Outcome definition:
Normal thyroid function was considered as 0.3 mIU/L ≤ TSH ≤ 3.6 mIU/L. The diagnosis of overt and subclinical hypothyroidism respectively was done based on TSH levels higher than 10 and 3.6 mIU/L <TSH ≤ 10 mIU/L [18]. Normal T4 levels were considered between 4.5 and 12.0 μg/dL for normal participants. T4 value lower than 4.5 was one of the additional criteria’ for hypothyroidism patients [31]. The values higher than 40 and 100 IU/mL were considered positive for TPOAb and TGAb, respectively. Diagnosis criteria for HT included decreased T4 value along with an elevated TSH (Overt and subclinical hypothyroidism patients) and the presence of high serum TPOAb or TGAb concentrations. The patients having overt or subclinical hypothyroidism without positive TPOAb or TGAb were considered as having non-autoimmune hypothyroidism disease. Vitamin D levels lower than 8 ng/mL were considered as severe vitamin D deficiency, 9 – 15 ng/mL concentrations as mild vitamin D deficiency, higher than 16 to 20 ng/mL concentrations as vitamin D insufficiency and higher than 20 ng/mL concentrations as normal vitamin D level [32].
Laboratory measurements:
Blood samples were taken from all participants after at least 8 hours of fasting. T3, Free T4, TSH were measured by Cobas ECLIAs (Roche Diagnostics GmbH, Mannheim, Germany). Thyroid peroxidase antibody (TPOAb) were determined by chemiluminiscenta IMMULITE 2000 XPi (Siemens, Eschborn, Germany). Thyroid globulin antibody (TGAb) levels were analyzed by Enzyme-Linked Immunosorbent Assay (ELISA kit, Diesel). Vitamin D levels were measured by LIAISON vitamin D chemiluminescence immunoassay (DiaSorin, Saluggia, Italy).
Statistical methods:
In order to compare the quantitative continuous variables, ANOVA for parametric data and Man-u withney and Kruskal Wallis for non-parametric data were used. Chi-square test was used to compare discrete data among different groups. A p-value of less than 0.05 was considered statistically significant. SPSS v.19 was used for statistical analysis.
Findings
Totally 1138 individuals were studied. Demographic information and biochemical parameters of participants are presented in Table 1. Total vitamin D level of participants was 15.4(8.41-25.87). male participants had a higher level of vitamin D (p=0.001). There wasn’t any significant difference in the age of participants of Immune Hypothyroid, Non-Immune Hypothyroid and Control groups (p=0.630). Also, the distribution of male and female participants didn’t differ between there groups of the study (p=0.751).

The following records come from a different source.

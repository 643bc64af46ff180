// SPDX-License-Identifier: MPL-2.0
//! Human-readable file sizes.

const UNITS: [&str; 5] = ["B", "KB", "MB", "GB", "TB"];
const STEP: f64 = 1024.0;

/// Formats a byte count with base-1024 units.
///
/// Picks the largest unit in which the value is at least one. Plain bytes
/// are printed as integers (`0 B`, `512 B`); larger units use two decimals
/// (`1.00 KB`, `1.50 KB`). Sizes beyond the terabyte range stay in `TB`.
#[must_use]
pub fn display_size(bytes: u64) -> String {
    if bytes < 1024 {
        return format!("{bytes} B");
    }

    let mut value = bytes as f64;
    let mut unit = 0;
    while value >= STEP && unit < UNITS.len() - 1 {
        value /= STEP;
        unit += 1;
    }
    // 1023.999 KB would print as "1024.00 KB".
    if (value * 100.0).round() / 100.0 >= STEP && unit < UNITS.len() - 1 {
        value /= STEP;
        unit += 1;
    }
    format!("{value:.2} {}", UNITS[unit])
}
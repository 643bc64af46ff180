// SPDX-License-Identifier: MPL-2.0
//! Named slots of the host window.
//!
//! A selection box is mounted into a slot by name. The window lays out its
//! slots top to bottom; each slot holds at most one box.

use crate::application::port::{MountHost, MountTarget};

#[derive(Debug, Clone, Default, PartialEq, Eq)]
pub struct Layout {
    slots: Vec<String>,
}

impl Layout {
    #[must_use]
    pub fn new<I, S>(slots: I) -> Self
    where
        I: IntoIterator<Item = S>,
        S: Into<String>,
    {
        let mut layout = Self::default();
        for slot in slots {
            layout = layout.with_slot(slot);
        }
        layout
    }

    /// A layout with exactly one slot.
    #[must_use]
    pub fn single(slot: impl Into<String>) -> Self {
        Self::new([slot])
    }

    /// Adds a slot. Duplicate names are ignored.
    #[must_use]
    pub fn with_slot(mut self, slot: impl Into<String>) -> Self {
        let slot = slot.into();
        if !self.slots.contains(&slot) {
            self.slots.push(slot);
        }
        self
    }

    #[must_use]
    pub fn slots(&self) -> &[String] {
        &self.slots
    }
}

impl MountHost for Layout {
    fn has_slot(&self, target: &MountTarget) -> bool {
        self.slots.iter().any(|slot| slot == target.as_str())
    }
}

#[cfg(test)]
mod tests {
    use super::*;

    #[test]
    fn finds_declared_slots_only() {
        let layout = Layout::new(["files", "attachments"]);
        assert!(layout.has_slot(&MountTarget::from("files")));
        assert!(layout.has_slot(&MountTarget::from("attachments")));
        assert!(!layout.has_slot(&MountTarget::from("sidebar")));
    }

    #[test]
    fn duplicate_slots_collapse() {
        let layout = Layout::single("files").with_slot("files");
        assert_eq!(layout.slots().len(), 1);
    }

    #[test]
    fn empty_layout_has_no_slots() {
        assert!(!Layout::default().has_slot(&MountTarget::from("files")));
    }
}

Kruskal Wallis test revealed, there was a significant difference in Vitamin D level of study groups. As shown in figure2., Control subjects had significantly higher vitamin D level than both HT (p=0.001) and Non-autoimmune thyroid disease patients (p=0.001), but there wasn't any significant difference between vitamin D level of HT and Non-Immune Hypothyroid patients (p>0.05).
To investigate the relationship of the thyroid autoimmunity in HT patients and vitamin D, a chi-square test investigated the distribution of the vitamin D deficiency occurrence in TPOAb+ and TGAb+ patients. The results revealed a significantly higher rate of TPOAb+ in vitamin D deficient patients (p=0.030), however, there weren't any differences in the occurrence of TGAb+ in vitamin D deficient and sufficient patients (p=0.14).
The spearman test revealed that in HT patients there was a significant inverse correlation between the vitamin D and TGAb level (p=0.001, r=-0.261) and a direct correlation of vitamin D with TSH level (p=0.008, r=0.108). However, there wasn't any significant correlation between vitamin D and other paraclinical findings). Also, these correlations were not statistically significant in Non-Immune Hypothyroid and Control.